UPDATE 4:58 P.M.: Following initial publication this report, Schumer spokeswoman Meredith Kelly told the Washington Free Beacon in an email that the senator "plans to co-sponsor Sen. Menendez’s new sanction legislation when it is introduced."
Kelly did not respond to subsequent questions about why Schumer had not already signed on to co-sponsor the legislation, which has been public and in the works for months. Kelly did not specify if Schumer would sign onto the legislation that will be up for a vote in the Senate Banking Committee later this week, which Menendez may not back.
Sen. Mark Kirk (R., Ill.) is poised to file new Iran sanctions legislation on Monday with or without the support of key Democrats who have backed the bill in the past, including Sens. Robert Menendez (D., N.J.) and Chuck Schumer (D., N.Y.), according to sources familiar with the ongoing negotiations.
New sanctions on Iran have become a political hot-button issue on Capitol Hill in recent weeks, with the White House and top Democrats launching a full-court press to prevent the bill from coming to a vote.
President Barack Obama has already vowed to veto the legislation if it passes, citing concerns that Iran will abandon negotiations with the United States over its contested nuclear program.
The White House’s aggressive campaign to derail the bill appears to be bearing fruit.
Menendez, the Senate Foreign Relations Committee’s ranking member and key Democratic voice backing new sanctions, is now hinting that he may rally Democrats to delay a vote until March.
Meanwhile, Schumer has signaled to reporters that he intends to "cosponsor the bill," though multiple attempts to confirm this information with his office were not returned. Schumer supported past versions of the sanctions bill that never came to a vote in the Democratic-controlled Senate.
When former Senate Majority Leader Harry Reid (D., Nev.) killed sanctions legislation last year, Schumer offered tough rhetoric in support of the bill.
"The bottom line is very simple. It’s pretty logical that it’s sanctions, tough sanctions that brought them to the table," he said in December 2013. "If they think they can ease up on the sanctions without getting rid of their nuclear capabilities, they’re– they’re going to do that. So we have to be tough."
However, now that new Majority Leader Mitch McConnell (R., Ky.) has promised a vote on the bill, Democrats such as Schumer have avoided speaking out.
Like Schumer, Menendez’s office also maintained radio silence when contacted Sunday and Monday about his support for the new sanctions bill.
Kirk’s office also declined to comment.
A source with the American Israel Public Affairs Committee (AIPAC), the nation’s most prominent pro-Israel lobbying outfit, confirmed that Kirk is "likely" to introduce the new sanctions bill Monday and that it will head to a vote in the Senate Banking Committee on Thursday.

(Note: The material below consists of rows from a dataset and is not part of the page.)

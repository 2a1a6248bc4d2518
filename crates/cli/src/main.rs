//! CLI tool turning a research topic into a PowerPoint deck.

use anyhow::{Context, Result};
use clap::Parser;
use deck_core::{Config, ResearchCollector, Translator};
use deck_pptx::DeckBuilder;
use deck_services::{ChatResearcher, ChatTranslator, ImageModelGenerator, OpenAiClient};
use std::io::Write;
use std::path::PathBuf;
use std::sync::Arc;
use tokio::io::{AsyncBufReadExt, BufReader};

/// Research a topic, translate the report and build a slide deck from it.
#[derive(Parser, Debug)]
#[command(name = "research-deck")]
#[command(author, version, about, long_about = None)]
struct Args {
    /// Research topic (prompted for when omitted)
    topic: Option<String>,

    /// Verbose output
    #[arg(short, long)]
    verbose: bool,
}

#[tokio::main]
async fn main() -> Result<()> {
    let args = Args::parse();

    // Initialize logging
    if args.verbose {
        env_logger::Builder::from_env(env_logger::Env::default().default_filter_or("debug")).init();
    } else {
        env_logger::Builder::from_env(env_logger::Env::default().default_filter_or("info")).init();
    }

    if let Err(e) = dotenvy::dotenv() {
        log::debug!("No .env file loaded: {}", e);
    }

    let result = execute(args).await;
    if let Err(e) = &result {
        log::error!("An error occurred: {:#}", e);
    }
    result
}

async fn execute(args: Args) -> Result<()> {
    let config = Config::from_env().context("Failed to load configuration")?;

    let topic = match args.topic {
        Some(topic) => topic,
        None => prompt_topic().await?,
    };
    let topic = topic.trim();
    if topic.is_empty() {
        anyhow::bail!("Research topic is empty");
    }

    let client = OpenAiClient::new(&config)?;
    let researcher = ChatResearcher::new(client.clone(), &config);
    let translator = ChatTranslator::new(client.clone(), &config);
    let images = Arc::new(ImageModelGenerator::new(client, &config));
    let builder = DeckBuilder::new(images, &config);

    let path = run(topic, &config, &researcher, &translator, &builder).await?;
    println!("Presentation created: {}", path.display());

    Ok(())
}

/// Ask for the topic on stdin.
async fn prompt_topic() -> Result<String> {
    print!("Enter a research topic: ");
    std::io::stdout().flush().context("Failed to write prompt")?;

    let mut line = String::new();
    BufReader::new(tokio::io::stdin())
        .read_line(&mut line)
        .await
        .context("Failed to read topic from stdin")?;

    Ok(line)
}

/// Research, translate and build in sequence.
async fn run(
    topic: &str,
    config: &Config,
    researcher: &dyn ResearchCollector,
    translator: &dyn Translator,
    builder: &DeckBuilder,
) -> Result<PathBuf> {
    log::info!("Starting research on '{}'...", topic);
    let report = researcher
        .research(topic, &config.report_type)
        .await
        .context("Research failed")?;
    log::debug!("Research report has {} characters", report.chars().count());

    log::info!("Translating into {}...", config.target_language);
    let translated = translator
        .translate(&report)
        .await
        .context("Translation failed")?;

    log::info!("Building presentation...");
    let path = builder
        .create_presentation(&translated, &config.output_dir)
        .await
        .context("Failed to build presentation")?;

    Ok(path)
}

#[cfg(test)]
mod tests {
    use super::*;
    use async_trait::async_trait;
    use deck_core::{Error, ImageGenerator};
    use deck_pptx::DeckReader;
    use std::sync::Mutex;

    struct CannedResearcher {
        seen: Mutex<Vec<(String, String)>>,
    }

    #[async_trait]
    impl ResearchCollector for CannedResearcher {
        async fn research(&self, topic: &str, report_type: &str) -> deck_core::Result<String> {
            self.seen
                .lock()
                .unwrap()
                .push((topic.to_string(), report_type.to_string()));
            Ok("# Quantum\nOverview\n---\n## Hardware\n- qubits\n".to_string())
        }
    }

    /// Marks every heading so the test can tell translated text apart.
    struct MarkingTranslator;

    #[async_trait]
    impl Translator for MarkingTranslator {
        async fn translate(&self, markdown: &str) -> deck_core::Result<String> {
            Ok(markdown.replace("Quantum", "量子").replace("Hardware", "ハードウェア"))
        }
    }

    struct FailingTranslator;

    #[async_trait]
    impl Translator for FailingTranslator {
        async fn translate(&self, _markdown: &str) -> deck_core::Result<String> {
            Err(Error::Collaborator("Translation result was empty".to_string()))
        }
    }

    struct NoImages;

    #[async_trait]
    impl ImageGenerator for NoImages {
        async fn generate_image(&self, _prompt: &str) -> deck_core::Result<Option<String>> {
            Ok(None)
        }

        async fn download(&self, _url: &str) -> deck_core::Result<Vec<u8>> {
            unreachable!()
        }
    }

    fn config(dir: &std::path::Path) -> Config {
        let mut config = Config::new("sk-test");
        config.output_dir = dir.join("output");
        config
    }

    #[tokio::test]
    async fn test_run_builds_translated_deck() {
        let dir = tempfile::tempdir().unwrap();
        let config = config(dir.path());
        let researcher = CannedResearcher {
            seen: Mutex::new(Vec::new()),
        };
        let builder = DeckBuilder::new(Arc::new(NoImages), &config);

        let path = run("quantum computing", &config, &researcher, &MarkingTranslator, &builder)
            .await
            .unwrap();

        assert_eq!(path, dir.path().join("output").join("presentation.pptx"));
        assert_eq!(
            researcher.seen.lock().unwrap().as_slice(),
            &[("quantum computing".to_string(), "research_report".to_string())]
        );

        let summary = DeckReader::new().open(&path).unwrap();
        assert_eq!(summary.slides.len(), 3);
        assert_eq!(summary.slides[0].texts(), vec!["量子"]);
        assert_eq!(summary.slides[1].texts(), vec!["はじめに", "Overview"]);
        assert_eq!(summary.slides[2].texts(), vec!["ハードウェア", "• qubits"]);
    }

    #[tokio::test]
    async fn test_run_stops_on_translation_failure() {
        let dir = tempfile::tempdir().unwrap();
        let config = config(dir.path());
        let researcher = CannedResearcher {
            seen: Mutex::new(Vec::new()),
        };
        let builder = DeckBuilder::new(Arc::new(NoImages), &config);

        let err = run("quantum", &config, &researcher, &FailingTranslator, &builder)
            .await
            .unwrap_err();

        assert!(format!("{:#}", err).contains("Translation result was empty"));
        assert!(!config.output_dir.join("presentation.pptx").exists());
    }

    #[test]
    fn test_args_accept_optional_topic() {
        let args = Args::parse_from(["research-deck", "-v", "quantum computing"]);
        assert_eq!(args.topic.as_deref(), Some("quantum computing"));
        assert!(args.verbose);

        let args = Args::parse_from(["research-deck"]);
        assert!(args.topic.is_none());
    }
}
fn write_paragraph(xml: &mut String, paragraph: &Paragraph) -> Result<()> {
    xml.push_str("<a:p>");
    if paragraph.level() > 0 {
        write!(xml, r#"<a:pPr lvl="{}"/>"#, paragraph.level()).map_err(xml_err)?;
    }

    if !paragraph.text().is_empty() {
        xml.push_str(r#"<a:r><a:rPr lang="ja-JP" altLang="en-US""#);
        let font = paragraph.font();
        if let Some(sz) = font.size_hundredths() {
            write!(xml, r#" sz="{}""#, sz).map_err(xml_err)?;
        }
        xml.push_str(r#" dirty="0">"#);
        if let Some(name) = font.name() {
            let name = escape(name);
            write!(
                xml,
                r#"<a:latin typeface="{}"/><a:ea typeface="{}"/>"#,
                name, name
            )
            .map_err(xml_err)?;
        }
        xml.push_str("</a:rPr>");
        write!(xml, "<a:t>{}</a:t></a:r>", escape(paragraph.text())).map_err(xml_err)?;
    }

    xml.push_str("</a:p>");
    Ok(())
}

AIPAC supports the sanctions legislation, according to the source.
Supporters of new sanctions argue that they are key to maintaining pressure on Iran and keeping the country negotiating in good faith. The bill, rather than immediately imposing new sanctions, would only become effective if the United States and Iran fail to reach a final deal by late March.
Sources familiar with the process said that timing is critical to ensure the sanctions are effective. If Menendez and other Democrats delay a vote on the bill until the end of March, senators will not be able to revive the legislation until April 13, when Congress returns to Washington after a two-week break.
This would effectively prevent the Senate from passing any new sanctions until talks with Iran are scheduled to end, a move that dampens the benefits of new penalties.
Menendez told The Hill that he would only introduce and back the bill "when he’s ready," leaving the door open for Kirk to go at it alone.
Menendez is said to be circulating a letter to fellow Democrats advocating in favor of delaying a vote on new sanctions.
It will not be entirely clear which senators are supporting the bill until an official list is released later this week.
One senior Senate aide complained that the chaotic situation with new sanctions is due to Obama’s missteps at the negotiating table with Iran.
"We of course wouldn't be having this discussion if this administration hadn't negotiated away its best card up front," the source said. "They shouldn't have lifted the sanctions before reaching a deal."
"If sanctions were what brought them to the table—and I think that's true—why remove the sanctions as soon as they get there, but before a deal?" the source asked. "They took a situation where they could have been negotiating from strength—holding a card the other side needed—to one of weakness. It should not have happened."
Senior State Department officials told Congress last week that the administration’s goal in talks is to delay Iran from producing a nuclear weapon by about a year. The White House is less interested in dismantling Iran’s program in full and has said that Tehran could retain some of its infrastructure to enrich uranium, the key component in a nuclear weapon.